Four boarding houses on the shore of Lake Issyk-Kul in Kyrgyzstan were leased to Kazakhstan for 49 years. However, the Republic of Kazakhstan is facing a shortage of funds to repair and construct new hotels, as per Kyrgyzstan's Deputy Minister of Economy Samat Shatmanov.
He said that Kazakhstan has not initiated any repairs or construction of new facilities despite the transfer. The boarding houses belong to the ministries of Kazakhstan, but they lack the budget to construct three or four-star hotels as requested, he added.
Kazakhstan is negotiating to amend the agreement to allow investors to invest in these objects.
In 2006, the Kyrgyz Government handed over four facilities in the territory of the Issyk-Kul region to Kazakhstan. The agreement required Kazakhstan to repair them within six to seven years and bring them to the level of three or four-star hotels, generating 80% of jobs for residents. However, none of these conditions have been met to date.
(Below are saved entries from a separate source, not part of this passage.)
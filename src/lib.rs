//! Error-tolerant lexer and block parser for `BrightScript`.
//!
//! Source text is split into classified tokens that cover every byte, then
//! grouped into a tree of `function`/`sub`/`if`/`for`/`while`/`class`/
//! `namespace`/`try` blocks. Neither step fails: text that is half-typed
//! or plainly wrong still produces a tree whose leaves reproduce the input,
//! which is what indentation, folding, and navigation need while a file is
//! being edited.
//!
//! # Quick start
//!
//! ## Tokenize
//!
//! ```
//! use brightscript_rs::{TokenKind, tokenize};
//!
//! let source = "print \"hi\" ' greet";
//! let tokens = tokenize(source);
//! assert_eq!(tokens[0].kind, TokenKind::Keyword);
//! assert_eq!(tokens.last().unwrap().kind, TokenKind::LineComment);
//! ```
//!
//! ## Parse blocks
//!
//! ```
//! use brightscript_rs::{BlockKind, parse};
//!
//! let source = "function f()\n  if x then\n    print 1\n  end if\nend function\n";
//! let tree = parse(source);
//! let function = tree.blocks()[0];
//! assert_eq!(function.kind, BlockKind::Function);
//! assert_eq!(function.child_blocks().next().unwrap().kind, BlockKind::If);
//! assert_eq!(tree.to_source(), source);
//! ```

// Allow noisy pedantic lints that don't add value for
// a library crate.
#![allow(
    clippy::missing_errors_doc,
    clippy::missing_panics_doc,
    clippy::module_name_repetitions
)]

pub mod lexer;
pub mod outline;
pub mod parser;
pub mod token;
pub mod tree;

pub use lexer::{LexError, LexErrorKind, Lexer, classify_word, tokenize, tokenize_range};
pub use outline::{Declaration, Highlight, declarations, declared_name, resolve};
pub use parser::{ParseOptions, parse, parse_tokens, parse_with};
pub use token::{Span, Token, TokenKind};
pub use tree::{BlockKind, BlockNode, Node, SyntaxTree};
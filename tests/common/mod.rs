#![allow(dead_code)]

use brightscript_rs::{Node, SyntaxTree, Token, parse};

/// Compact rendering of block nesting, e.g. `Function[If[] For[]]`.
pub fn shape(nodes: &[Node]) -> String {
    nodes
        .iter()
        .filter_map(Node::as_block)
        .map(|b| format!("{:?}[{}]", b.kind, shape(&b.children)))
        .collect::<Vec<_>>()
        .join(" ")
}

pub fn tree_shape(source: &str) -> String {
    shape(&parse(source).children)
}

/// Texts of the given nodes' leaves, whitespace dropped.
pub fn words<'s>(nodes: &[Node], source: &'s str) -> Vec<&'s str> {
    let mut out = Vec::new();
    collect_words(nodes, source, &mut out);
    out
}

fn collect_words<'s>(nodes: &[Node], source: &'s str, out: &mut Vec<&'s str>) {
    for node in nodes {
        match node {
            Node::Token(t) if !t.text(source).trim().is_empty() => out.push(t.text(source)),
            Node::Token(_) => {}
            Node::Block(b) => collect_words(&b.children, source, out),
        }
    }
}

/// Tokens must tile `[0, len)` with no gaps or overlaps.
pub fn assert_tiles(tokens: &[Token], source: &str) {
    let mut offset = 0;
    for token in tokens {
        assert_eq!(
            token.span.start, offset,
            "gap or overlap before {token:?} in {source:?}"
        );
        assert!(token.span.end > token.span.start, "empty token {token:?}");
        offset = token.span.end;
    }
    assert_eq!(
        offset,
        source.len(),
        "tokens stop short of end of {source:?}"
    );
}

pub fn assert_roundtrip(tree: &SyntaxTree<'_>) {
    assert_eq!(
        tree.to_source(),
        tree.source,
        "round-trip mismatch:\n--- expected ---\n{}\n--- got ---\n{}",
        tree.source,
        tree.to_source()
    );
    assert_tiles(&tree.tokens(), tree.source);
}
According to the Tax Service authorities, only two of the four rented boarding houses are operational in Kazakhstan, and they paid about KGS 4mn in taxes in 2023. MP Ulugbek Ormonov stated that the contract must be terminated if the conditions are not fulfilled.
Earlier, Daryo reported that the one sanatorium in Kyrgyzstan is planned to be given to Uzbek investors, according to Kanatbek Turgunbekov, the Director of the State Agency for Managing State Property.
This decision follows the visit of Uzbekistan's Prime Minister Abdullah Aripov to Kyrgyzstan, during which a delegation from Uzbekistan explored the "Enesay" sanatorium (formerly known as "Dilaram").
Kanatbek Turgunbekov explained that plans are to grant the sanatorium for investor utilization. The agency is considering investment opportunities for various sanatoriums, including the "Dilaram" ("Enesay"), "Golden Sands" ("Bosteri"), and "Rokhat" ("Altyn-Zhai") facilities.
If these investments materialize, the management responsibilities will fall under the purview of the investors. The Kyrgyz government is hoping for investments ranging from $15-20mn for each sanatorium, focusing on generating employment and establishing 4-5-star hotels that can contribute to local development.